Главный хирург присел на стул и похлопал по своим коленям широкими ладонями.
– Вот как! – басовито расхохотался он. – Люблю летчиков за веселый нрав. Считайте, что я за вас. Будем надеяться на то, что из списков полка вас исключать до возвращения не будут. – Он немножко помолчал, плотно стиснул полные губы и неожиданно закончил, как отрубил: – В строй вы, бесспорно, вернетесь, даю вам голову на отсечение. А вот будете летать или нет, это вопрос, как говорится, уже другой категории. Все-таки двадцать три осколка, задет нерв, повреждена кость. Пусть незначительно, но повреждена. Не знаю, дорогой потомок запорожцев, честное слово, не знаю.
– Послушайте, Андрей Иванович, – с нарастающей злостью заговорил Нырко, каменная фигура хирурга внезапно показалась ему надменной, а его басовитый голос снисходительным. – Вы заблуждаетесь. Я вам не нищий, вымаливающий подаяние. Я не прошу, а требую. Знаете, в чем заключается моя обязанность летчика-истребителя?
– Просветите, – пожал плечами Коваленко и снова зевнул.
– В том, чтобы с каждым проведенным воздушным боем сокращать на какое-то количество единиц самолетный парк Геринга и его кадры.
– Допустим.
– А знаете, в чем ваша обязанность хирурга военного госпиталя?
– Очевидно, нет, – снова захлебнулся Коваленко хриплым смехом.
– Конечно, нет, – сверкнул на него глазами Нырко. – Ибо если бы знали, то не разговаривали бы в таком ключе.
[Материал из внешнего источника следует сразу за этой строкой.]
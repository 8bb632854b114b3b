use std::future::Future;
use std::time::Duration;
use crate::error::AppResult;
use log::{warn, info, debug};

#[derive(Debug, Clone)]
pub struct RetryConfig {
    pub max_attempts: u32,
    pub base_delay: Duration,
    pub max_delay: Duration,
    pub backoff_multiplier: f64,
}

impl Default for RetryConfig {
    fn default() -> Self {
        Self {
            max_attempts: 8,
            base_delay: Duration::from_millis(250),
            max_delay: Duration::from_secs(5),
            backoff_multiplier: 2.0,
        }
    }
}

impl RetryConfig {
    /// Probe once, never sleep.
    pub fn immediate() -> Self {
        Self {
            max_attempts: 1,
            base_delay: Duration::ZERO,
            max_delay: Duration::ZERO,
            backoff_multiplier: 1.0,
        }
    }

    fn next_delay(&self, delay: Duration) -> Duration {
        std::cmp::min(
            Duration::from_millis((delay.as_millis() as f64 * self.backoff_multiplier) as u64),
            self.max_delay,
        )
    }
}

/// Calls `probe` until it reports ready, backing off exponentially between attempts.
///
/// Returns `Ok(false)` when the attempts run out without the probe reporting ready.
/// Probe errors count as "not ready yet"; the last one is logged.
pub async fn poll_until_ready<F, Fut>(config: &RetryConfig, what: &str, mut probe: F) -> AppResult<bool>
where
    F: FnMut() -> Fut,
    Fut: Future<Output = AppResult<bool>>,
{
    let mut delay = config.base_delay;

    for attempt in 1..=config.max_attempts {
        match probe().await {
            Ok(true) => {
                if attempt > 1 {
                    info!("{} ready after {} checks", what, attempt);
                }
                return Ok(true);
            }
            Ok(false) => debug!("{} not ready (check {}), waiting {:?}", what, attempt, delay),
            Err(e) => debug!("{} readiness check {} failed: {}", what, attempt, e),
        }

        if attempt < config.max_attempts {
            tokio::time::sleep(delay).await;
            delay = config.next_delay(delay);
        }
    }

    warn!("{} still not ready after {} checks", what, config.max_attempts);
    Ok(false)
}

#[cfg(test)]
mod tests {
    use super::*;
    use crate::error::AppError;
    use std::sync::atomic::{AtomicU32, Ordering};
    use std::sync::Arc;

    fn fast_config(max_attempts: u32) -> RetryConfig {
        RetryConfig {
            max_attempts,
            base_delay: Duration::from_millis(1),
            max_delay: Duration::from_millis(2),
            backoff_multiplier: 2.0,
        }
    }

    #[tokio::test]
    async fn test_ready_on_third_check() {
        let checks = Arc::new(AtomicU32::new(0));
        let counter = checks.clone();

        let ready = poll_until_ready(&fast_config(5), "attributes", || {
            let counter = counter.clone();
            async move { Ok(counter.fetch_add(1, Ordering::SeqCst) >= 2) }
        })
        .await
        .unwrap();

        assert!(ready);
        assert_eq!(checks.load(Ordering::SeqCst), 3);
    }

    #[tokio::test]
    async fn test_gives_up_after_max_attempts() {
        let checks = Arc::new(AtomicU32::new(0));
        let counter = checks.clone();

        let ready = poll_until_ready(&fast_config(3), "attributes", || {
            let counter = counter.clone();
            async move {
                counter.fetch_add(1, Ordering::SeqCst);
                Err(AppError::provider(503, "general_unavailable", "try later"))
            }
        })
        .await
        .unwrap();

        assert!(!ready);
        assert_eq!(checks.load(Ordering::SeqCst), 3);
    }

    #[test]
    fn test_backoff_is_capped() {
        let config = RetryConfig::default();
        let mut delay = config.base_delay;
        for _ in 0..10 {
            delay = config.next_delay(delay);
        }
        assert_eq!(delay, config.max_delay);
    }
}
У вас одна обязанность – вернуть меня в кабину истребителя во что бы то ни стало! – Майор ударил кулаком по матрасу, так что сетка взвизгнула. – Представьте на минуту наш огромный советско-германский фронт от Черного и до Баренцева моря, как иногда пишется в сводках Совинформбюро. Представьте сотни госпиталей и сотни летчиков, которые ежедневно попадают на такие вот больничные койки. Так разве есть среди них хотя бы один, который не мечтал о новых боевых полетах и о том непередаваемом ощущении, которое рождается, когда ты видишь, как падает на землю сбитый тобою вражеский самолет? Какое же вы имеете право лишать меня надежды?